Les anciennes céramiques mises au jour lors de fouilles archéologiques se caractérisent par leur simplicité. Bien plus tard, l’influence des royaumes khmers primitifs se fait sentir, dès le début du IXe siècle, ainsi qu’en atteste le site Vat Phou, ou temple de la montagne, érigé dans le sud du pays. Ce temple khmer, probablement construit en l’honneur de Shiva, montre à quel point la culture khmère a inondé un immense territoire incluant le Laos actuel. À l’entrée, une sculpture d’éléphant qui semble étonnamment moulée dans la pierre accueille le visiteur depuis des siècles. Les dieux hindous et les apsaras taillés dans les bas-reliefs jalonnent cette plongée au cœur des origines de la culture lao, sur ce site exceptionnel qui continue d’être vénéré par le peuple lao.

En 1353, le Lan Xang, ou pays du million d’éléphants, est fondé par Fa Ngum. Le royaume se consolide grâce à l’appui du roi khmer, son beau-père. C'est encore lui qui offre à son gendre une image sacrée du Bouddha, le Phra Bang, devenu le palladium du nouveau royaume. Suite à cela, le Laos adopte le bouddhisme du Theravâda, la « Doctrine des Anciens », considérée comme la plus fidèle à l'enseignement du Bouddha.

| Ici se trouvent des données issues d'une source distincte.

//! Operation model.
//!
//! An operation is the smallest schedulable unit of work. It belongs to
//! exactly one job at a fixed position and can be processed on any machine
//! from its candidate set, with a machine-dependent processing time.
//!
//! # Duration Model
//!
//! The occupied interval of an operation on its machine is
//! `setup_time + duration(machine)`. Setup is sequence-independent.
//!
//! # Reference
//! Brandimarte (1993), "Routing and scheduling in a flexible job shop by tabu search"

use serde::{Deserialize, Serialize};

/// One (machine, processing time) alternative of an operation.
#[derive(Debug, Clone, Copy, PartialEq, Eq, Serialize, Deserialize)]
pub struct MachineOption {
    /// Machine index in `[0, machine_count)`.
    pub machine: usize,
    /// Processing time on that machine.
    pub duration: i64,
}

/// An operation (processing step of a job).
#[derive(Debug, Clone, PartialEq, Serialize, Deserialize)]
pub struct Operation {
    /// Parent job index.
    pub job: usize,
    /// Position within the job (0-indexed).
    pub position: usize,
    /// Candidate machines with their processing times. Never empty in a valid instance.
    pub options: Vec<MachineOption>,
    /// Setup time added in front of processing.
    pub setup_time: i64,
    /// Earliest start time.
    pub release_time: i64,
    /// Desired completion time. `None` = no due date.
    pub due_date: Option<i64>,
}

impl Operation {
    /// Creates an operation with no candidate machines yet.
    pub fn new(job: usize, position: usize) -> Self {
        Self {
            job,
            position,
            options: Vec::new(),
            setup_time: 0,
            release_time: 0,
            due_date: None,
        }
    }

    /// Adds a candidate machine.
    pub fn with_option(mut self, machine: usize, duration: i64) -> Self {
        self.options.push(MachineOption { machine, duration });
        self
    }

    /// Adds several candidate machines at once.
    pub fn with_options(mut self, options: impl IntoIterator<Item = (usize, i64)>) -> Self {
        self.options.extend(
            options
                .into_iter()
                .map(|(machine, duration)| MachineOption { machine, duration }),
        );
        self
    }

    /// Sets the setup time.
    pub fn with_setup(mut self, setup_time: i64) -> Self {
        self.setup_time = setup_time;
        self
    }

    /// Sets the release time.
    pub fn with_release(mut self, release_time: i64) -> Self {
        self.release_time = release_time;
        self
    }

    /// Sets the due date.
    pub fn with_due_date(mut self, due_date: i64) -> Self {
        self.due_date = Some(due_date);
        self
    }

    /// Processing time on `machine`, or `None` if it is not a candidate.
    pub fn duration_on(&self, machine: usize) -> Option<i64> {
        self.options
            .iter()
            .find(|o| o.machine == machine)
            .map(|o| o.duration)
    }

    /// Whether `machine` is in the candidate set.
    pub fn is_eligible(&self, machine: usize) -> bool {
        self.options.iter().any(|o| o.machine == machine)
    }

    /// Candidate machine indices, in declaration order.
    pub fn candidate_machines(&self) -> Vec<usize> {
        self.options.iter().map(|o| o.machine).collect()
    }

    /// Shortest processing time over all candidates (0 if there are none).
    pub fn min_duration(&self) -> i64 {
        self.options.iter().map(|o| o.duration).min().unwrap_or(0)
    }

    /// Candidate with the shortest processing time (first wins on ties).
    pub fn fastest_option(&self) -> Option<MachineOption> {
        self.options.iter().copied().min_by_key(|o| o.duration)
    }

    /// Number of candidate machines.
    pub fn flexibility(&self) -> usize {
        self.options.len()
    }
}
//! Problem instance.
//!
//! An [`Instance`] bundles jobs and machines and is validated once at
//! construction; afterwards it is read-only for the whole run and can be
//! shared across worker threads without locking.
//!
//! Operations are numbered globally, job-major and position-minor:
//! `OperationId = offset(job) + position`. Every other module (graph,
//! encoding, decoder, schedule) indexes operations by this id.

use std::ops::Range;

use serde::{Deserialize, Serialize};

use super::{Job, Machine, Operation};
use crate::error::{Error, Result};
use crate::validation::validate_instance;

/// Global operation index (job-major, position-minor).
pub type OperationId = usize;

/// A validated FJSP instance.
///
/// # Example
/// ```
/// use u_fjsp::models::Instance;
///
/// // 2 jobs × 2 operations, every operation eligible on both machines.
/// let instance = Instance::from_options(
///     "tiny",
///     2,
///     vec![
///         vec![vec![(0, 3), (1, 5)], vec![(0, 2), (1, 4)]],
///         vec![vec![(0, 4), (1, 2)], vec![(0, 6), (1, 3)]],
///     ],
/// )
/// .unwrap();
///
/// assert_eq!(instance.job_count(), 2);
/// assert_eq!(instance.operation_count(), 4);
/// assert_eq!(instance.operation_id(1, 0), 2);
/// ```
#[derive(Debug, Clone, PartialEq, Serialize, Deserialize)]
#[serde(try_from = "InstanceData", into = "InstanceData")]
pub struct Instance {
    name: String,
    jobs: Vec<Job>,
    machines: Vec<Machine>,
    offsets: Vec<usize>,
    locations: Vec<(usize, usize)>,
}

/// Unvalidated wire form of an [`Instance`].
///
/// Deserializing an `Instance` goes through this type and runs the same
/// validation as [`Instance::with_machines`].
#[derive(Debug, Clone, Serialize, Deserialize)]
pub struct InstanceData {
    /// Instance name.
    pub name: String,
    /// Machines, indexed by position.
    pub machines: Vec<Machine>,
    /// Jobs, indexed by position.
    pub jobs: Vec<Job>,
}

/// Scalar descriptors of an instance.
#[derive(Debug, Clone, PartialEq, Serialize, Deserialize)]
pub struct InstanceFeatures {
    /// Number of jobs.
    pub num_jobs: usize,
    /// Number of machines.
    pub num_machines: usize,
    /// Number of operations.
    pub total_operations: usize,
    /// Mean number of candidate machines per operation.
    pub avg_flexibility: f64,
    /// Standard deviation of candidate machines per operation.
    pub std_flexibility: f64,
    /// `avg_flexibility / num_machines`.
    pub flexibility_ratio: f64,
    /// Mean over all (operation, machine) processing times.
    pub processing_time_mean: f64,
    /// Standard deviation of all processing times.
    pub processing_time_std: f64,
    /// Smallest processing time.
    pub processing_time_min: i64,
    /// Largest processing time.
    pub processing_time_max: i64,
}

impl Instance {
    /// Creates an instance with `machine_count` default machines.
    pub fn new(name: impl Into<String>, machine_count: usize, jobs: Vec<Job>) -> Result<Self> {
        Self::with_machines(name, Machine::numbered(machine_count), jobs)
    }

    /// Creates an instance with explicit machine definitions.
    ///
    /// # Errors
    /// [`Error::Validation`] listing every structural problem found.
    pub fn with_machines(
        name: impl Into<String>,
        machines: Vec<Machine>,
        jobs: Vec<Job>,
    ) -> Result<Self> {
        validate_instance(&machines, &jobs).map_err(Error::Validation)?;

        let mut offsets = Vec::with_capacity(jobs.len());
        let mut locations = Vec::new();
        for (j, job) in jobs.iter().enumerate() {
            offsets.push(locations.len());
            locations.extend((0..job.operations.len()).map(|p| (j, p)));
        }

        Ok(Self {
            name: name.into(),
            jobs,
            machines,
            offsets,
            locations,
        })
    }

    /// Builds an instance from a nested table: `jobs[j][p]` lists the
    /// `(machine, duration)` candidates of operation `p` of job `j`.
    pub fn from_options(
        name: impl Into<String>,
        machine_count: usize,
        table: Vec<Vec<Vec<(usize, i64)>>>,
    ) -> Result<Self> {
        let jobs = table
            .into_iter()
            .enumerate()
            .map(|(j, ops)| {
                ops.into_iter()
                    .enumerate()
                    .fold(Job::new(format!("J{j}")), |job, (p, options)| {
                        job.with_operation(Operation::new(j, p).with_options(options))
                    })
            })
            .collect();
        Self::new(name, machine_count, jobs)
    }

    /// Instance name.
    pub fn name(&self) -> &str {
        &self.name
    }

    /// All jobs.
    pub fn jobs(&self) -> &[Job] {
        &self.jobs
    }

    /// Job by index.
    pub fn job(&self, job: usize) -> &Job {
        &self.jobs[job]
    }

    /// All machines.
    pub fn machines(&self) -> &[Machine] {
        &self.machines
    }

    /// Number of jobs.
    pub fn job_count(&self) -> usize {
        self.jobs.len()
    }

    /// Number of machines.
    pub fn machine_count(&self) -> usize {
        self.machines.len()
    }

    /// Total number of operations.
    pub fn operation_count(&self) -> usize {
        self.locations.len()
    }

    /// Global id of operation `position` of `job`.
    pub fn operation_id(&self, job: usize, position: usize) -> OperationId {
        self.offsets[job] + position
    }

    /// `(job, position)` of a global operation id.
    pub fn location(&self, op: OperationId) -> (usize, usize) {
        self.locations[op]
    }

    /// Operation by global id.
    pub fn operation(&self, op: OperationId) -> &Operation {
        let (j, p) = self.locations[op];
        &self.jobs[j].operations[p]
    }

    /// Global id range covered by a job's operations.
    pub fn operations_of(&self, job: usize) -> Range<OperationId> {
        let start = self.offsets[job];
        start..start + self.jobs[job].operations.len()
    }

    /// Iterates over `(id, operation)` pairs in id order.
    pub fn operations(&self) -> impl Iterator<Item = (OperationId, &Operation)> + '_ {
        self.jobs
            .iter()
            .flat_map(|j| j.operations.iter())
            .enumerate()
    }

    /// Computes scalar descriptors of the instance.
    pub fn features(&self) -> InstanceFeatures {
        let n_ops = self.operation_count();
        let flex: Vec<f64> = self
            .operations()
            .map(|(_, o)| o.flexibility() as f64)
            .collect();
        let times: Vec<f64> = self
            .operations()
            .flat_map(|(_, o)| o.options.iter().map(|c| c.duration as f64))
            .collect();

        let (avg_flexibility, std_flexibility) = mean_std(&flex);
        let (processing_time_mean, processing_time_std) = mean_std(&times);
        let all_durations = || {
            self.operations()
                .flat_map(|(_, o)| o.options.iter().map(|c| c.duration))
        };

        InstanceFeatures {
            num_jobs: self.job_count(),
            num_machines: self.machine_count(),
            total_operations: n_ops,
            avg_flexibility,
            std_flexibility,
            flexibility_ratio: if self.machine_count() == 0 {
                0.0
            } else {
                avg_flexibility / self.machine_count() as f64
            },
            processing_time_mean,
            processing_time_std,
            processing_time_min: all_durations().min().unwrap_or(0),
            processing_time_max: all_durations().max().unwrap_or(0),
        }
    }
}

/// Population mean and standard deviation (0, 0 for empty input).
pub(crate) fn mean_std(values: &[f64]) -> (f64, f64) {
    if values.is_empty() {
        return (0.0, 0.0);
    }
    let n = values.len() as f64;
    let mean = values.iter().sum::<f64>() / n;
    let var = values.iter().map(|v| (v - mean).powi(2)).sum::<f64>() / n;
    (mean, var.sqrt())
}

impl TryFrom<InstanceData> for Instance {
    type Error = Error;

    fn try_from(data: InstanceData) -> Result<Self> {
        Self::with_machines(data.name, data.machines, data.jobs)
    }
}

impl From<Instance> for InstanceData {
    fn from(instance: Instance) -> Self {
        Self {
            name: instance.name,
            machines: instance.machines,
            jobs: instance.jobs,
        }
    }
}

En dépit des contacts avec d’autres cultures, notamment khmère, thaïlandaise et vietnamienne tout au long de son histoire, l'art du Laos parvient à développer à partir du XIVe siècle une réelle originalité qui se ressent aussi bien en architecture que dans les arts plastiques.

Un art religieux

Il est bon de garder à l’esprit que l’art lao est fondamentalement religieux. Les peintures et sculptures bouddhistes constituent la majorité des créations artistiques. Loin d’être en quête de naturalisme, les artistes s’attachaient à suivre fidèlement les codes de représentation élaborés d’après les textes. C’est pourquoi on note dans certaines sculptures une stylisation extrême qui n’est jamais gratuite. Ce procédé permet de rendre, par exemple, un corps lumineux à travers un vêtement monastique. D’innombrables œuvres d'art sont conservées dans les monastères, les vat. Les somptueux décors, peints ou gravés avec grâce rehaussent la splendeur des édifices. Leur rôle premier n'est pas d’ordre esthétique mais il consiste à assurer la protection du sanctuaire. Gardiens sculptés sur les vantaux, toitures bordées de nâga – les serpents polycéphales qui veillent sur les trésors –, divinités sur les frontons des façades. Les motifs végétaux occupent également une fonction bienfaisante car lianes ou arbres stylisés exaucent les souhaits.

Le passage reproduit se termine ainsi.